A Escola Profissional Vasconcellos Lebre, na Mealhada, proporcionou uma conversa sobre «Espiritualidade e Liberdade» evocativa da Vigília da Capela do Rato, uma ação de protesto ocorrida em Lisboa, em 1972, em que um grupo de católicos assumiu uma posição contra a guerra colonial e contra a ditadura do Estado Novo. O encontro, organizado pela turma do 11.º ano de Apoio à Gestão, contou com três intervenientes desta movimentação dos anos setenta e realizou-se na Cafetaria do Cineteatro Messias.
Jorge Wemans, um dos participantes na vigília de dezembro de 1972, começou por dizer que, na ditadura, a Igreja «era uma instituição muito significativa, sobretudo na mentalidade das pessoas. De certa forma, teve um grande papel de defesa da guerra com o discurso de que os territórios eram muito importantes».
Mas tanto Jorge Wemans, como Ana Cordovil e José Carlos Cantante, insurgiram-se contra a Ditadura, bem como contra a Guerra Colonial, depois de verem partir tantos conhecidos. E tudo começou com a comemoração do Dia Mundial da Paz, proposta pelo Papa Paulo VI, para 1 de janeiro de 1973 em que a mensagem era a de que «a Paz é possível». «Ora se a paz é possível, então vamos fazê-la e lutar por ela. Portugal era um país muito pobre, triste, cinzento e as pessoas muito controladas. Só 5% dos jovens chegavam à Universidade e um milhão de pessoas, nos anos 60, emigrou para França. Curiosamente só havia dois espaços onde se falava de guerra colonial: na Igreja e nos Movimentos de Estudantes», continuou Jorge Wemans, explicando que «é neste quadro que um grupo de católicos resolve promover esta vigília na comunidade: a 30 de dezembro de 1972, no fim da missa, uma senhora levantou-se, leu um pequeno texto e convidou a comunidade a ficar lá. Foi assim que ficamos de 30 para 31 de dezembro de 1972, tendo neste dia distribuído uns panfletos por algumas Igrejas».

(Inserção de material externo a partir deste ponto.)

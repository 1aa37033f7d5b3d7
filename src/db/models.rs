//! Domain models for the todo store.
//!
//! These models are storage-agnostic and represent the core entity
//! plus the query types shared by every backend.

use chrono::{DateTime, Utc};
use serde::{Deserialize, Serialize};
use uuid::Uuid;

// =============================================================================
// Query Types for Pagination and Sorting
// =============================================================================

/// Sort order for range queries.
#[derive(Debug, Clone, Copy, PartialEq, Eq, Default)]
pub enum SortOrder {
    #[default]
    Asc,
    Desc,
}

/// Field a range query is ordered by.
#[derive(Debug, Clone, Copy, PartialEq, Eq, Default)]
pub enum OrderKey {
    /// Creation timestamp.
    #[default]
    Date,
}

impl OrderKey {
    /// Name of the field in a stored row (and of the SQL column).
    pub fn field(&self) -> &'static str {
        match self {
            OrderKey::Date => "date",
        }
    }
}

/// An inclusive, zero-based slice of the ordered collection.
#[derive(Debug, Clone, Copy, PartialEq, Eq)]
pub struct RangeQuery {
    pub order_by: OrderKey,
    pub sort_order: SortOrder,
    /// First row index to return.
    pub start: usize,
    /// Last row index to return (inclusive).
    pub end: usize,
}

impl RangeQuery {
    /// Number of rows the range spans.
    pub fn len(&self) -> usize {
        if self.end < self.start {
            0
        } else {
            self.end - self.start + 1
        }
    }

    pub fn is_empty(&self) -> bool {
        self.len() == 0
    }
}

/// An untyped stored record, validated by `schema::validate_todo` before use.
pub type Row = serde_json::Value;

/// Rows of a range query plus the size of the whole collection.
#[derive(Debug, Clone, Default)]
pub struct RowPage {
    pub rows: Vec<Row>,
    /// Total count of all rows (before slicing).
    pub total: usize,
}

// =============================================================================
// Entities
// =============================================================================

/// A single task in the feed.
#[derive(Debug, Clone, PartialEq, Eq, Serialize, Deserialize)]
pub struct Todo {
    pub id: Uuid,
    pub date: DateTime<Utc>,
    pub content: String,
    pub done: bool,
}

/// Fields supplied by the caller when creating a todo.
///
/// `id`, `date` and `done` are assigned by the store.
#[derive(Debug, Clone, PartialEq, Eq)]
pub struct NewTodo {
    pub content: String,
}

/// Partial update applied by `TodoStore::update_where`.
#[derive(Debug, Clone, Default, PartialEq, Eq, Serialize, Deserialize)]
pub struct TodoPatch {
    #[serde(skip_serializing_if = "Option::is_none")]
    pub content: Option<String>,
    #[serde(skip_serializing_if = "Option::is_none")]
    pub done: Option<bool>,
}

impl TodoPatch {
    pub fn done(done: bool) -> Self {
        Self {
            done: Some(done),
            ..Default::default()
        }
    }

    pub fn content(content: impl Into<String>) -> Self {
        Self {
            content: Some(content.into()),
            ..Default::default()
        }
    }
}

/// One page of todos, newest first.
#[derive(Debug, Clone, PartialEq, Eq, Serialize, Deserialize)]
pub struct TodoPage {
    pub todos: Vec<Todo>,
    /// Number of todos in the whole collection.
    pub total: usize,
    /// Number of pages at the requested limit.
    pub pages: usize,
}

«Supondo que nesse dia tenha havido bastante conversa no Governo do que nos poderiam fazer, a verdade é que ao fim da tarde, a polícia cercou a capela e não nos deixavam sair», sublinhou ainda, corroborado por Ana Cordovil, hoje sua esposa, que recordou que «fomos convidados a abandonar o local, com a pressão dos cães e a falarem num altifalante, mas ninguém o que fez. A nossa resposta foi, de pé, rezarmos em conjunto». «Tínhamos feito uma moção contra a Guerra e muitos de nós estávamos na posse de agendas pessoais, que pedimos à senhora que tomava conta da Capela para guardar no sacrário, tendo tudo acabado por ficar protegido», disse ainda.
«Ainda houve duas pessoas que resistiram, mas fomos todos colocados em carrinhas da polícia – cerca de 80 pessoas – e identificados na Esquadra do Rato. Destes, trinta, número onde me incluo, não foram libertados e acabamos por passar o fim de ano em celas. No fundo, estávamos satisfeitos com esta intervenção porque consideramos que tínhamos dado nas vistas e que a nossa ação tinha tido impacto», disse ainda Jorge Wemans.
Já José Carlos Cantante relembrou que «o próprio Marcelo Caetano (presidente do conselho de ministros quando se deu a revolução do 25 de Abril) sentiu obrigação de ir à televisão falar sobre o que tinha acontecido na Igreja».
Filomena Pinheiro, vice-presidente da Câmara da Mealhada, congratulou a iniciativa, afirmando que «hoje vivemos um contexto muito difícil em termos mundiais e estas circunstâncias passam despercebidas aos mais jovens. Portanto, é importante mostrar-lhes que esta paz não é um dado adquirido e que lhes cabe a eles trabalhar o futuro».